● **WORK TO COMPLETE**
Below are some records; copy each line in them that contains "domain".

● **DATA SUPPLIED**

= = =

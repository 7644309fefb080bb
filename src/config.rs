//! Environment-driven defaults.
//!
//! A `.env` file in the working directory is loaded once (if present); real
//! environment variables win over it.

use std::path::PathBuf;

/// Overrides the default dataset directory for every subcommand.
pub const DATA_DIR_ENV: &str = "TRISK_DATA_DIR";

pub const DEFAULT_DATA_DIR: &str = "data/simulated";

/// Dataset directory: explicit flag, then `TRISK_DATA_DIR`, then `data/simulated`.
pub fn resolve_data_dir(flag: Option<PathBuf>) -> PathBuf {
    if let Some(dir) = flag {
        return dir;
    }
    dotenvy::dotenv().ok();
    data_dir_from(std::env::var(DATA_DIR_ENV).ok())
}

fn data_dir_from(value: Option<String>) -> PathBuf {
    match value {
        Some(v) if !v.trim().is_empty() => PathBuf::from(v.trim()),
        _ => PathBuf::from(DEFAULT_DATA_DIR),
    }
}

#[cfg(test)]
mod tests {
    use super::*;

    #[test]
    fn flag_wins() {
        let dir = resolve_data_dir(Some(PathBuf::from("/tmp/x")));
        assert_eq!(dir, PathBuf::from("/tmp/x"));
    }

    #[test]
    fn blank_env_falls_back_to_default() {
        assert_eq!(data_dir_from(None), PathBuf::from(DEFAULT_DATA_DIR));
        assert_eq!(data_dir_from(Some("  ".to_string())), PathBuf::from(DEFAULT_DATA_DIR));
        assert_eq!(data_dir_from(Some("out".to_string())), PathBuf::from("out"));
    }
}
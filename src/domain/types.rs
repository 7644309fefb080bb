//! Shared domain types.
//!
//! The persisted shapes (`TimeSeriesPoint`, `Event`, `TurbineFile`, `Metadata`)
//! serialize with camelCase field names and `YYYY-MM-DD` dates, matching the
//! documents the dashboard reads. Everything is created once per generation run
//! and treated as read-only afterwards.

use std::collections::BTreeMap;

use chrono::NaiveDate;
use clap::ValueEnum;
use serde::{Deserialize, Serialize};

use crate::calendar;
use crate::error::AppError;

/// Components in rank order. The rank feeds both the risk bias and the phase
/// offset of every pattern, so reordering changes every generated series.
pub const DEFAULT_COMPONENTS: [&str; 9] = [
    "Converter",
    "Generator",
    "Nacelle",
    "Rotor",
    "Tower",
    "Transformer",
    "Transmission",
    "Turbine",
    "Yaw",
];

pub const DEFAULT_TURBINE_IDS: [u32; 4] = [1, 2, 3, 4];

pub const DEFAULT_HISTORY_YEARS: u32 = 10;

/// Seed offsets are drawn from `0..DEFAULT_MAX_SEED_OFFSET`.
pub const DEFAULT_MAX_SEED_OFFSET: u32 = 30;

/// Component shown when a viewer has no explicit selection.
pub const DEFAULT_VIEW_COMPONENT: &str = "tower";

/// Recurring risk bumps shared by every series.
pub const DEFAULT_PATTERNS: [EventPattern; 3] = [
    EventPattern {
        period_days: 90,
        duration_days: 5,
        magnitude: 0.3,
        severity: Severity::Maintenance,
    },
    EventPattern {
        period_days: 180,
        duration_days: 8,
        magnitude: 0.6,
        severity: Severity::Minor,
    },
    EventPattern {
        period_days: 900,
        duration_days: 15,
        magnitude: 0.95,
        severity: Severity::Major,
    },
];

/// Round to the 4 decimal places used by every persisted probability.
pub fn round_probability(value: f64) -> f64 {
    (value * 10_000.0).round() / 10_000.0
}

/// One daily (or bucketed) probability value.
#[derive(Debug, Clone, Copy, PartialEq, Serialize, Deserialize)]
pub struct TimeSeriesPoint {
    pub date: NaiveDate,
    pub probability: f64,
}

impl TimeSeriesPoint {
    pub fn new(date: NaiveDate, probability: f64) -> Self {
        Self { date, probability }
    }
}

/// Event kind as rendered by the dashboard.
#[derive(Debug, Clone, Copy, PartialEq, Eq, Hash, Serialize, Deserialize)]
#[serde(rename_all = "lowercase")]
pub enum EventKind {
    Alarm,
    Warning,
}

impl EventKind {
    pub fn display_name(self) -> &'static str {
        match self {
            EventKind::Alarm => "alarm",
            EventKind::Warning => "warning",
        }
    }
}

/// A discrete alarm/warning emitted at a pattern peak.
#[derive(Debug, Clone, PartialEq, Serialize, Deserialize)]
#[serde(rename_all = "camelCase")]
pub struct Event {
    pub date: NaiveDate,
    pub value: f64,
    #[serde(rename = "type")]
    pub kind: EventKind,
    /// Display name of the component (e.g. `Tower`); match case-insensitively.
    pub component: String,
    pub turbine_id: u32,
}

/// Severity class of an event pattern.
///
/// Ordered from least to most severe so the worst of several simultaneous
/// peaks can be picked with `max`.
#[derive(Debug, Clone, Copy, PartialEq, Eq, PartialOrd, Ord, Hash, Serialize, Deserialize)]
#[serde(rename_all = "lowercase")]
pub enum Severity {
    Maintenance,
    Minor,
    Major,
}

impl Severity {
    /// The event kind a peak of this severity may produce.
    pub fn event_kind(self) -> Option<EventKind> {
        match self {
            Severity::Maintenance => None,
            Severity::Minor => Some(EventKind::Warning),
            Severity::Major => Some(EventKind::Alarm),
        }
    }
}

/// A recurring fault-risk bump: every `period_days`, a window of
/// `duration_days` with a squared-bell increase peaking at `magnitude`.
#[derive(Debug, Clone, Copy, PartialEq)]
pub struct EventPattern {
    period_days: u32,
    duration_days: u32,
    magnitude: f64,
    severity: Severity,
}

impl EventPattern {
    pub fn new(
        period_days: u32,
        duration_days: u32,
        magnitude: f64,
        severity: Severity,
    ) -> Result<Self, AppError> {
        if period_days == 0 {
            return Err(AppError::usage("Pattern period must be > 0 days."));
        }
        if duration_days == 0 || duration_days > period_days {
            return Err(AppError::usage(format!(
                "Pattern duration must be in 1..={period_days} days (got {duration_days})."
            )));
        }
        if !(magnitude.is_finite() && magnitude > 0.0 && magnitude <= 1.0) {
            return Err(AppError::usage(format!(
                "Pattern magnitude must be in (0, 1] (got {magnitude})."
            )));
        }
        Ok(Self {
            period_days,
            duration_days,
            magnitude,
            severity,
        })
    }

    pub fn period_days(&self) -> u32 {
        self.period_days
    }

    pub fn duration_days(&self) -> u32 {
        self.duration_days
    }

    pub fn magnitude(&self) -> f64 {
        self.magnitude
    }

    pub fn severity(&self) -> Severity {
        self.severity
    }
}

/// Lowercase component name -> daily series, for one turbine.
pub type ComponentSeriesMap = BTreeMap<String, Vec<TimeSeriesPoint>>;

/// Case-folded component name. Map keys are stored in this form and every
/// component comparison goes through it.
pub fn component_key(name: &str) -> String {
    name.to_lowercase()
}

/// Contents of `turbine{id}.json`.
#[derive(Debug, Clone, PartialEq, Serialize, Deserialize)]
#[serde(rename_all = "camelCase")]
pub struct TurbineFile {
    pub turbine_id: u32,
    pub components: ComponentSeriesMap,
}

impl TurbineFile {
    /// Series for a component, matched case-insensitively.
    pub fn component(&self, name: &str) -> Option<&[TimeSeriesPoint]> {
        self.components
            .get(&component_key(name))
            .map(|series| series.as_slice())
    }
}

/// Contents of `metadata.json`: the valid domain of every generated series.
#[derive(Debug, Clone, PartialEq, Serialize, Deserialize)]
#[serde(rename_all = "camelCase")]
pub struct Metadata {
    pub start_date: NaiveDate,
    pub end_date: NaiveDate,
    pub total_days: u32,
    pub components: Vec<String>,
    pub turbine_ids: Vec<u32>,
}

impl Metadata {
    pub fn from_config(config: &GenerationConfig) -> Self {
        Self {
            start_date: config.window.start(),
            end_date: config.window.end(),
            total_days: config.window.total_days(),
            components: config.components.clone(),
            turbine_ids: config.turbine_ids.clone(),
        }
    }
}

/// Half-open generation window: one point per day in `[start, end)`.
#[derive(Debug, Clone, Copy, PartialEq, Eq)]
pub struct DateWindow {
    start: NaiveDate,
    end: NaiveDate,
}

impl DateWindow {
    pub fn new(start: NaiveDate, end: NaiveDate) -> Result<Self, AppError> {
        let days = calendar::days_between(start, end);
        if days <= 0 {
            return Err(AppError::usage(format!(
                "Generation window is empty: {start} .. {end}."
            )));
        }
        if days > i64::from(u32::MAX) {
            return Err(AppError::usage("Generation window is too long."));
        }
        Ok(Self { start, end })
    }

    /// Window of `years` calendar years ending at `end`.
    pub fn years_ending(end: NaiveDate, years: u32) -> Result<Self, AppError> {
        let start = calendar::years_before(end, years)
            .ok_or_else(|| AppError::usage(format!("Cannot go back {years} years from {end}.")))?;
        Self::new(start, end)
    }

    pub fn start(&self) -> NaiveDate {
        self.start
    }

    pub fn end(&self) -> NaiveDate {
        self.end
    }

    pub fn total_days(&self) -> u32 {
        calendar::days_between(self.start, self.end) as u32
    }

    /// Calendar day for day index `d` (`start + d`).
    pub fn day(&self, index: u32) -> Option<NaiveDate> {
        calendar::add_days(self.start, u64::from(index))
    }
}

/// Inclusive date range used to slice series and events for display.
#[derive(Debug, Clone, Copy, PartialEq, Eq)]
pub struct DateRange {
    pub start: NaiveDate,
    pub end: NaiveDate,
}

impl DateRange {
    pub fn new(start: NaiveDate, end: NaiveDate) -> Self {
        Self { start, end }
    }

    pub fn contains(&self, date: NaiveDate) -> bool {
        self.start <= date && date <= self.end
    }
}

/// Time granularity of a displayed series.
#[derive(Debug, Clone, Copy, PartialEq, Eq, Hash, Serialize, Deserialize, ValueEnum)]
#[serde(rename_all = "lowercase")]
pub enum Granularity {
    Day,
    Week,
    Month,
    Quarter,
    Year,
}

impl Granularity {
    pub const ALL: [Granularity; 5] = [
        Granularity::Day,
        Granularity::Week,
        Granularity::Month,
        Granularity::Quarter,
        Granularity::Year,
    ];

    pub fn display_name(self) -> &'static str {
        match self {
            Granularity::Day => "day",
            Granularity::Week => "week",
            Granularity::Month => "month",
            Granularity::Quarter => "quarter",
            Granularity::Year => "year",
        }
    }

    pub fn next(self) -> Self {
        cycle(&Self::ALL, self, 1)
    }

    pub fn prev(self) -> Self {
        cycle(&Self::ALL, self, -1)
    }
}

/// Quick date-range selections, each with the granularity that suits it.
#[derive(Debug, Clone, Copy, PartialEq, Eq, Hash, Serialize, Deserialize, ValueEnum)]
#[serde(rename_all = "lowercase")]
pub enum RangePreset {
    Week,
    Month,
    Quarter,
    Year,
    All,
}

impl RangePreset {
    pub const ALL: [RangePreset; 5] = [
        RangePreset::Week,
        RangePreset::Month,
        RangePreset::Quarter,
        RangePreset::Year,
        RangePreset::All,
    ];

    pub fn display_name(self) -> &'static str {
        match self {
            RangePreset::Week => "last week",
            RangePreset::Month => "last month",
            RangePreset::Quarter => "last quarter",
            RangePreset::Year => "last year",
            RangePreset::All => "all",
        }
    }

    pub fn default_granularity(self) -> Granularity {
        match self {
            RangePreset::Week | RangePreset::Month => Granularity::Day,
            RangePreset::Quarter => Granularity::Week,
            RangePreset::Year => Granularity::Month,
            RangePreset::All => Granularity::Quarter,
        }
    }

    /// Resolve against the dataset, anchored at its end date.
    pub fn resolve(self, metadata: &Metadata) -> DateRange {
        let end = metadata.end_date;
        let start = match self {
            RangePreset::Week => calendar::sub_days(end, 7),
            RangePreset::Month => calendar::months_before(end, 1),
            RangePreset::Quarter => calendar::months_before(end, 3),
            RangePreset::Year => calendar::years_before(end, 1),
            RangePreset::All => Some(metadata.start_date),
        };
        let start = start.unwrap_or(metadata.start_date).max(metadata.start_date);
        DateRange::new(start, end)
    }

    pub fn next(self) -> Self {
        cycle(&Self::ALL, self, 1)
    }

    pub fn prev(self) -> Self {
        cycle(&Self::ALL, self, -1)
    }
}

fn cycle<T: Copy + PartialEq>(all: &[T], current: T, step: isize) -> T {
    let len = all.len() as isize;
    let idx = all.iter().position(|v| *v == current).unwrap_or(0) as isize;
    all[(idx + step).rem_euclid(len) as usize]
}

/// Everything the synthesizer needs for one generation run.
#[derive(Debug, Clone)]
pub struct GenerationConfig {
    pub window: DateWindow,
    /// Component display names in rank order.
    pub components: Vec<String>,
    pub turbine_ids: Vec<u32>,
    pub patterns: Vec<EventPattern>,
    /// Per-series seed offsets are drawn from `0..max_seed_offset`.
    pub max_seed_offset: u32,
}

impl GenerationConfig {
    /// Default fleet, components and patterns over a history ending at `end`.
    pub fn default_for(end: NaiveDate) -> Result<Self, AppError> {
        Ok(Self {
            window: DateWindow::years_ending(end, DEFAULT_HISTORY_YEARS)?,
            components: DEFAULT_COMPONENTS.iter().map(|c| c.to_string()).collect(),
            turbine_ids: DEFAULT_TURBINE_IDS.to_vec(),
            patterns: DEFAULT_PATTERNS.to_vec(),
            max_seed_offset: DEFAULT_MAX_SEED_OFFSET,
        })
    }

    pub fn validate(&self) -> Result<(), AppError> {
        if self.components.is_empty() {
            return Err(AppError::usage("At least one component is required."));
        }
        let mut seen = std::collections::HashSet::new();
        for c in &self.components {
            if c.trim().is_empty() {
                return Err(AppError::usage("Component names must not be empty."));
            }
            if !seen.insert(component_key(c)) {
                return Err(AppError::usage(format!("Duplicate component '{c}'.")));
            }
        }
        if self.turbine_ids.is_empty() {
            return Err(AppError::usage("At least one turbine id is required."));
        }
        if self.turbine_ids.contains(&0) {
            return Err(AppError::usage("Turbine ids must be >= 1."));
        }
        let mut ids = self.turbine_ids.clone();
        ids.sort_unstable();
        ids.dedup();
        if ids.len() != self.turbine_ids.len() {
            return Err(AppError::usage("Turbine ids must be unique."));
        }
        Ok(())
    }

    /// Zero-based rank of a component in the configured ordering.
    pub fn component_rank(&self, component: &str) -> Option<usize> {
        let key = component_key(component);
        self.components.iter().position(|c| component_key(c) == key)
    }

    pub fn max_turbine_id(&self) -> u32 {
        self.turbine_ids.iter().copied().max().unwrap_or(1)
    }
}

= = =

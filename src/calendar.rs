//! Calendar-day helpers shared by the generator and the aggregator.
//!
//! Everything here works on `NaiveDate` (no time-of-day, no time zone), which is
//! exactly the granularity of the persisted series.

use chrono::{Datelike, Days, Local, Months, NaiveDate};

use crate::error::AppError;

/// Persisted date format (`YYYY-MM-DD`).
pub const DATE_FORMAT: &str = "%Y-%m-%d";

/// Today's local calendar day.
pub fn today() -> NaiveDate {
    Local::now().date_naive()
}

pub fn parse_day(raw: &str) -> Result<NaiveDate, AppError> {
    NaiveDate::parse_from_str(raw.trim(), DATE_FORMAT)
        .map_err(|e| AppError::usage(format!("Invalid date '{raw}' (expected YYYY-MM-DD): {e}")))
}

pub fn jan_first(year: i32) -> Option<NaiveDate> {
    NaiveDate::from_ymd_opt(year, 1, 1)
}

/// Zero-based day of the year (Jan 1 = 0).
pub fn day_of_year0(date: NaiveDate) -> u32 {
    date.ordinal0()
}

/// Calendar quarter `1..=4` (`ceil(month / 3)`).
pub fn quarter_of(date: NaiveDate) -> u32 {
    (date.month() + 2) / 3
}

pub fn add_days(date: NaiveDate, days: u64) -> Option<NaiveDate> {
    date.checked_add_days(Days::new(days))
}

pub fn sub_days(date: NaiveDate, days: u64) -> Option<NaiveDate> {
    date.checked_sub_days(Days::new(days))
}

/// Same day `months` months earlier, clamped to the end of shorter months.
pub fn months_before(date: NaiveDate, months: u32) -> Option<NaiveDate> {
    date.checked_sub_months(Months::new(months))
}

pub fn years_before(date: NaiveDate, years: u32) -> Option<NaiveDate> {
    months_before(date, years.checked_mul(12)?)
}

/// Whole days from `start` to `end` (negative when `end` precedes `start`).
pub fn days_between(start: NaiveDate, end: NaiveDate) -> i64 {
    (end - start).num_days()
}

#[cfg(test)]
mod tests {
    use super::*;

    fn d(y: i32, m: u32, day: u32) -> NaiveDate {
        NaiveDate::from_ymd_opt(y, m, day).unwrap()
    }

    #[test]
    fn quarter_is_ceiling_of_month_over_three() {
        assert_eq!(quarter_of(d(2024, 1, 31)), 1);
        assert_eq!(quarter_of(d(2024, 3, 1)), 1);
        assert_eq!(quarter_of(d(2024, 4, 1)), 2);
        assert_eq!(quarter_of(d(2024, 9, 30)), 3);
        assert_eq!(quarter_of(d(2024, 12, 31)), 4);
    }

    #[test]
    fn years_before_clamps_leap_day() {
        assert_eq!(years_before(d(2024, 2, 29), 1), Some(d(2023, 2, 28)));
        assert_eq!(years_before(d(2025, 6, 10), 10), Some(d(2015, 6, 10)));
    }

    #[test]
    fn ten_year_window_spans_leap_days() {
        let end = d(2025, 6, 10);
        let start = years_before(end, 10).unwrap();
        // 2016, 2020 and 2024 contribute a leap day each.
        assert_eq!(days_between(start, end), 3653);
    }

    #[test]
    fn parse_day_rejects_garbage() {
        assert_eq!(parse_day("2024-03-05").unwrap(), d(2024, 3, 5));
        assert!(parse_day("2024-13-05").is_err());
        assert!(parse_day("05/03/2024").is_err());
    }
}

= = =

● **THE ANSWER**
filename src/domain/types.rs
//! Shared domain types.
/// Contents of `metadata.json`: the valid domain of every generated series.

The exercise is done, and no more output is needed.